Alaska reports first vaping-related injury
An Alaska teen has been hospitalized for a vaping-related injury, making Alaska the final state in the U.S. to report such an incident in the growing national epidemic.
The state’s Department of Health and Social Services announced on Wednesday that the teen from Southeast Alaska is hospitalized and improving. The patient reported regularly vaping nicotine and THC products, it said.
The department added that it had investigated nine suspected cases of vaping-related injuries over the past several months but said this is the first that meets the Centers for Disease Control and Prevention (CDC) requirements to be classified as such a case.
“Our thoughts are with the patient and family members and we are thankful the patient is steadily recovering,” Dr. Anne Zink, Alaska’s chief medical officer, said in a statement.
“We are fortunate that we haven’t identified a case … in Alaska until now, but it’s not surprising that we have joined the rest of the nation in this outbreak,” she added.
Zink said the case “heightens our concerns” about Alaskans who continue to use vaping products.
“The safest option is not to vape,” she said.
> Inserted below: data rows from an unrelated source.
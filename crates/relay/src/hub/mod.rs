// Fan-out of server-initiated messages to live websocket connections.
//
// Each connection owns a bounded outbox drained by exactly one forwarding
// loop, and a cancellation signal that stops that loop. Delivery never
// blocks the caller: a full outbox drops the new message.

use std::{
    collections::HashMap,
    sync::{
        atomic::{AtomicU64, Ordering},
        Arc,
    },
};

use beacon_common::protocol::push::PushMessage;
use tokio::sync::{mpsc, watch, RwLock};
use tracing::{debug, warn};

pub const DEFAULT_OUTBOX_CAPACITY: usize = 1024;

#[derive(Debug, Clone)]
struct ConnectionSlot {
    generation: u64,
    outbox: mpsc::Sender<PushMessage>,
    cancel: watch::Sender<bool>,
}

/// Receiving half of a registered connection, owned by its forwarding loop.
#[derive(Debug)]
pub struct ConnectionHandle {
    pub conn_id: String,
    pub generation: u64,
    pub outbox: mpsc::Receiver<PushMessage>,
    pub cancel: watch::Receiver<bool>,
}

#[derive(Debug, Clone)]
pub struct BroadcastHub {
    connections: Arc<RwLock<HashMap<String, ConnectionSlot>>>,
    next_generation: Arc<AtomicU64>,
    outbox_capacity: usize,
}

impl Default for BroadcastHub {
    fn default() -> Self {
        Self::new(DEFAULT_OUTBOX_CAPACITY)
    }
}

impl BroadcastHub {
    pub fn new(outbox_capacity: usize) -> Self {
        Self {
            connections: Arc::new(RwLock::new(HashMap::new())),
            next_generation: Arc::new(AtomicU64::new(1)),
            outbox_capacity: outbox_capacity.max(1),
        }
    }

    /// Register `conn_id`. An existing registration under the same id is
    /// replaced and its forwarding loop cancelled.
    pub async fn connect(&self, conn_id: &str) -> ConnectionHandle {
        let generation = self.next_generation.fetch_add(1, Ordering::Relaxed);
        let (outbox_tx, outbox_rx) = mpsc::channel(self.outbox_capacity);
        let (cancel_tx, cancel_rx) = watch::channel(false);

        let replaced = self.connections.write().await.insert(
            conn_id.to_owned(),
            ConnectionSlot { generation, outbox: outbox_tx, cancel: cancel_tx },
        );
        if let Some(previous) = replaced {
            warn!(
                conn_id = %conn_id,
                previous_generation = previous.generation,
                "connection id already registered, replacing it"
            );
            let _ = previous.cancel.send(true);
        }

        ConnectionHandle {
            conn_id: conn_id.to_owned(),
            generation,
            outbox: outbox_rx,
            cancel: cancel_rx,
        }
    }

    /// Queue `message` for `conn_id`. Returns `false` when the id is unknown
    /// or the outbox cannot take the message.
    pub async fn send(&self, conn_id: &str, message: PushMessage) -> bool {
        let outbox = match self.connections.read().await.get(conn_id) {
            Some(slot) => slot.outbox.clone(),
            None => return false,
        };
        enqueue(conn_id, &outbox, message)
    }

    /// Queue `message` for every registered connection. Returns the number
    /// of outboxes that accepted it.
    pub async fn broadcast(&self, message: PushMessage) -> usize {
        let recipients = {
            let guard = self.connections.read().await;
            guard
                .iter()
                .map(|(conn_id, slot)| (conn_id.clone(), slot.outbox.clone()))
                .collect::<Vec<_>>()
        };

        let mut delivered = 0;
        for (conn_id, outbox) in recipients {
            if enqueue(&conn_id, &outbox, message.clone()) {
                delivered += 1;
            }
        }
        debug!(delivered, "broadcast queued");
        delivered
    }

    /// Take `conn_id` out of the hub and signal its forwarding loop to stop.
    /// Messages queued before the call are still flushed by the loop; later
    /// sends and broadcasts no longer reach it.
    pub async fn close(&self, conn_id: &str) -> bool {
        let Some(slot) = self.connections.write().await.remove(conn_id) else {
            return false;
        };
        let _ = slot.cancel.send(true);
        true
    }

    /// Take every connection out of the hub and signal each forwarding loop
    /// to stop. Returns the number signalled.
    pub async fn close_all(&self) -> usize {
        let slots = {
            let mut guard = self.connections.write().await;
            guard.drain().map(|(_, slot)| slot).collect::<Vec<_>>()
        };
        for slot in &slots {
            let _ = slot.cancel.send(true);
        }
        slots.len()
    }

    /// Remove `conn_id` if it still belongs to `generation`.
    pub async fn unregister(&self, conn_id: &str, generation: u64) -> bool {
        let mut guard = self.connections.write().await;
        match guard.get(conn_id) {
            Some(slot) if slot.generation == generation => {
                guard.remove(conn_id);
                true
            }
            _ => false,
        }
    }

    pub async fn connection_count(&self) -> usize {
        self.connections.read().await.len()
    }

    /// Registered connection ids, sorted.
    pub async fn connection_ids(&self) -> Vec<String> {
        let mut ids = self.connections.read().await.keys().cloned().collect::<Vec<_>>();
        ids.sort();
        ids
    }
}

fn enqueue(conn_id: &str, outbox: &mpsc::Sender<PushMessage>, message: PushMessage) -> bool {
    match outbox.try_send(message) {
        Ok(()) => true,
        Err(mpsc::error::TrySendError::Full(_)) => {
            warn!(conn_id = %conn_id, "outbox full, dropping message");
            false
        }
        Err(mpsc::error::TrySendError::Closed(_)) => {
            debug!(conn_id = %conn_id, "outbox closed, dropping message");
            false
        }
    }
}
The CDC identified 2,290 cases of vaping-related injuries and 47 deaths as of Nov. 20.
Several states have banned flavored vaping products in recent months in an effort to curb young users.
The Trump administration also announced a national proposal to remove flavored products from the market in September.
But lawmakers have accused the White House of stalling on the proposal and have asked for a status update.
The House Oversight Subcommittee on Economic and Consumer Policy is holding a hearing Wednesday to question Mitch Zeller, the director of the Food and Drug Administration’s Center for Tobacco Products, on the proposal. Senators similarly pressed Zeller on the issue last month.
White House spokesman Judd Deere said Tuesday that the proposal has not been stalled or abandoned.
“The Administration continues to move forward on development of responsible guidelines that protect the public health and the American people,” Deer said in an emailed statement.